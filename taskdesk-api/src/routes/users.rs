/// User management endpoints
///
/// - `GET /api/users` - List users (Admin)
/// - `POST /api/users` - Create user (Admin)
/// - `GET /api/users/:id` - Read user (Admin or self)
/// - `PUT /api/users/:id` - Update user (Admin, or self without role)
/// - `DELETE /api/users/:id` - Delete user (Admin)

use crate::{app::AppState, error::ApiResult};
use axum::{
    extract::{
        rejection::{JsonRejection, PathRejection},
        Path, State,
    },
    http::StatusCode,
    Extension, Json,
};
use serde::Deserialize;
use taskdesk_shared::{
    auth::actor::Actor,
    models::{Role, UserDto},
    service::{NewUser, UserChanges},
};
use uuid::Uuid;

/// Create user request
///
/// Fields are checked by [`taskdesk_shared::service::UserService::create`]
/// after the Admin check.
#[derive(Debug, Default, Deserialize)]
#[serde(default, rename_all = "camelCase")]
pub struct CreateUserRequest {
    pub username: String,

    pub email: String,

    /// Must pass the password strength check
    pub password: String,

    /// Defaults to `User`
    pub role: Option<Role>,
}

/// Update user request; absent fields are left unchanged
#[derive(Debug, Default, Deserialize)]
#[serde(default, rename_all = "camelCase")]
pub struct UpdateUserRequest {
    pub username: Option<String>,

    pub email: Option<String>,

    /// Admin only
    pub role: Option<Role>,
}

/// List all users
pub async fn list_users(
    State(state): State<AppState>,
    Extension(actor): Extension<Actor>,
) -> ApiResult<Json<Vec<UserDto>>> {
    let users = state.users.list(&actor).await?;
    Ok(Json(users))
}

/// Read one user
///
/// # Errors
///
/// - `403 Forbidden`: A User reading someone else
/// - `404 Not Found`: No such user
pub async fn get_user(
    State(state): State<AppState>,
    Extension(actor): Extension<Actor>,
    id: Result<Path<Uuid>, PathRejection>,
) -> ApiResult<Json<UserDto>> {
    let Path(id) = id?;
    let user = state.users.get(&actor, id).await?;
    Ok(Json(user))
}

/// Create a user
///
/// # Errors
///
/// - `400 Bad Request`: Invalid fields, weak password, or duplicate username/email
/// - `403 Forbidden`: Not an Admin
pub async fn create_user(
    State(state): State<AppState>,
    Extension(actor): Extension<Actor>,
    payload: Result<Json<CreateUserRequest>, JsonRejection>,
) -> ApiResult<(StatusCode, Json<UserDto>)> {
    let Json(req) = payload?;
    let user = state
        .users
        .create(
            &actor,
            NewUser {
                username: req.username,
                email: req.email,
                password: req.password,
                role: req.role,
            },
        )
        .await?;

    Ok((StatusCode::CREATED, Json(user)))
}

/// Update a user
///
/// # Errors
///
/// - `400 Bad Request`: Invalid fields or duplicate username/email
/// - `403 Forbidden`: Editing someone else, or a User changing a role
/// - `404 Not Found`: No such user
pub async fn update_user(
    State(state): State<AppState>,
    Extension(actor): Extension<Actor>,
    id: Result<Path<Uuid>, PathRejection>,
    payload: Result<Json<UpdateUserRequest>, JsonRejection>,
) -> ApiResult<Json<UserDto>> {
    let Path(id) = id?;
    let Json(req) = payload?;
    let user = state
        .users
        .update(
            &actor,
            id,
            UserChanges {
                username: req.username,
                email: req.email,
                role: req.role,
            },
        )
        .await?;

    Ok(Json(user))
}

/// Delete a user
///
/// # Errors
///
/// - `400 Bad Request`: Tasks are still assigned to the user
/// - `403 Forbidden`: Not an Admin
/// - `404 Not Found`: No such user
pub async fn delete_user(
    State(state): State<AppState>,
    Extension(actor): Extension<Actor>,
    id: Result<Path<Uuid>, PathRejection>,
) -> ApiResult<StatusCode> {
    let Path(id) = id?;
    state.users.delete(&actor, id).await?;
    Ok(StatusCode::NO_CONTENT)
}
★ ★ ★ ★ ★
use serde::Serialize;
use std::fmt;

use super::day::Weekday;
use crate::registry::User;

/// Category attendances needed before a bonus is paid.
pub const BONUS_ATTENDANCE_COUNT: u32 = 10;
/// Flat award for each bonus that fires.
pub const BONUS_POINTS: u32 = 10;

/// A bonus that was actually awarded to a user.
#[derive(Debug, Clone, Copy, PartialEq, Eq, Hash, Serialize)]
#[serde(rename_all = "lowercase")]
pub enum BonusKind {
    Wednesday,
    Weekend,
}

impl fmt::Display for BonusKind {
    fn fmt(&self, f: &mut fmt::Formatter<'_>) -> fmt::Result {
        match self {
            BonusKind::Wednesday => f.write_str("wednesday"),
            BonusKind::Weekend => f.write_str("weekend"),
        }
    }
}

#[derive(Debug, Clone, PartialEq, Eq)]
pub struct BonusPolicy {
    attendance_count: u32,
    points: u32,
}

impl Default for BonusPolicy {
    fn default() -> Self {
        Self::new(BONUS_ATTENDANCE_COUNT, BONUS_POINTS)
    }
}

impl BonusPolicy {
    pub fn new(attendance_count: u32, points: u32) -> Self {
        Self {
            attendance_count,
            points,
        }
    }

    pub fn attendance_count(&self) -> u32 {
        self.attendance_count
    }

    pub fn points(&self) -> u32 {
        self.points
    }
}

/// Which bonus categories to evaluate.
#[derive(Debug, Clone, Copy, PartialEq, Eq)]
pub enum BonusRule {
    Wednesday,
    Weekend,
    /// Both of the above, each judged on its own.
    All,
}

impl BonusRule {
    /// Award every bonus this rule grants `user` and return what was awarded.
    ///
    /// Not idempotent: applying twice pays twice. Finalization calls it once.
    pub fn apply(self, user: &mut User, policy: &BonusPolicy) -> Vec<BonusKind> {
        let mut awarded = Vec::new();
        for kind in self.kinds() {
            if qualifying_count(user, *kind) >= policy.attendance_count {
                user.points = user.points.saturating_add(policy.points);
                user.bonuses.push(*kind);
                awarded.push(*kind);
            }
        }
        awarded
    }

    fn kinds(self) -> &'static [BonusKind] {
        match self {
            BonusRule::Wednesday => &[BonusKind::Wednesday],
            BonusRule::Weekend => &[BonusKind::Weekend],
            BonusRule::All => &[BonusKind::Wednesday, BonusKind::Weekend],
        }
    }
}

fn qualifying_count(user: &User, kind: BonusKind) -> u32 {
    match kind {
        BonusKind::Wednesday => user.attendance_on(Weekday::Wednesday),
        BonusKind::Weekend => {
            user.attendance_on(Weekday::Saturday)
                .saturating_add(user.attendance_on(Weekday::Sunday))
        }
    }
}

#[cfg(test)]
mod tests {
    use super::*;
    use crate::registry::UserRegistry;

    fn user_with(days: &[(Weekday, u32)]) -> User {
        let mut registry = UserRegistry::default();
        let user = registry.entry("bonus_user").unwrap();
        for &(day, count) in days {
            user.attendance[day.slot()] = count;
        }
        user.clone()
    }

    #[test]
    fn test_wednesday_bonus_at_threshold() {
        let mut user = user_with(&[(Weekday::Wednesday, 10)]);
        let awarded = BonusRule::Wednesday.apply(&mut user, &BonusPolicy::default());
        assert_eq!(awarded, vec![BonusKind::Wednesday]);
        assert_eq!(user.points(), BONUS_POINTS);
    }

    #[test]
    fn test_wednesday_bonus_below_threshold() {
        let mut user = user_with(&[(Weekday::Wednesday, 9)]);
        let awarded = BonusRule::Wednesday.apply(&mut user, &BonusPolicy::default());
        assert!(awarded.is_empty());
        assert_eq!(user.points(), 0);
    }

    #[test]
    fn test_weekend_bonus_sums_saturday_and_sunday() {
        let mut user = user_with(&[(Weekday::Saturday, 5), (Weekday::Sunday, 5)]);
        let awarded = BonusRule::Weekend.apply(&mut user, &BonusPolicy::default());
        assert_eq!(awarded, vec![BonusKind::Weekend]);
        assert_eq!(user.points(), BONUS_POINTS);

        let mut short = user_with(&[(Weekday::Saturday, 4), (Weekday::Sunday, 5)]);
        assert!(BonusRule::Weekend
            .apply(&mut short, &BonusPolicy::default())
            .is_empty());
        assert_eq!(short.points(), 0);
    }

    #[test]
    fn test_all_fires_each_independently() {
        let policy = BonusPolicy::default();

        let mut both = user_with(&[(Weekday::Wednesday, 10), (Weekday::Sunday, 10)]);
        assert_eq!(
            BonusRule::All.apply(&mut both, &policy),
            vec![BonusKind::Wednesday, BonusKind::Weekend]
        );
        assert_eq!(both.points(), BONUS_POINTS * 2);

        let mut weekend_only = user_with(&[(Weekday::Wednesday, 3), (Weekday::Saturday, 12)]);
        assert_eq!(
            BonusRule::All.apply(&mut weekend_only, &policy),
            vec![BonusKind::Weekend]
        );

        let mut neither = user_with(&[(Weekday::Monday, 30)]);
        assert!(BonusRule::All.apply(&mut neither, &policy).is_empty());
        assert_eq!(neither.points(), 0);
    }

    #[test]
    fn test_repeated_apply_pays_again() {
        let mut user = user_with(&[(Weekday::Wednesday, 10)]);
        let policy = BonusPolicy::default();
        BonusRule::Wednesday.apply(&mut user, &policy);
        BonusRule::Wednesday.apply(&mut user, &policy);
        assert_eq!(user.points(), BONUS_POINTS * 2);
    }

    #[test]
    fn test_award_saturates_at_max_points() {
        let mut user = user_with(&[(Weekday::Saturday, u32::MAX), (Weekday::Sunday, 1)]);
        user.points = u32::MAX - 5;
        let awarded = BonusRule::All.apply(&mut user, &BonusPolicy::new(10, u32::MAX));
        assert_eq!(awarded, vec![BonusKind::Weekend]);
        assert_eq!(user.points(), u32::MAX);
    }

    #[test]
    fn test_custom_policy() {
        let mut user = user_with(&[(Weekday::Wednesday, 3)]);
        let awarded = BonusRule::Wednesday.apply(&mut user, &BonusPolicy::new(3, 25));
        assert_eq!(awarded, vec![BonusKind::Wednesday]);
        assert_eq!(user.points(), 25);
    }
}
★ ★ ★ ★ ★
Where the word "CreateUserRequest" occurs in a line of the records, copy that line.

pub struct CreateUserRequest {
    payload: Result<Json<CreateUserRequest>, JsonRejection>,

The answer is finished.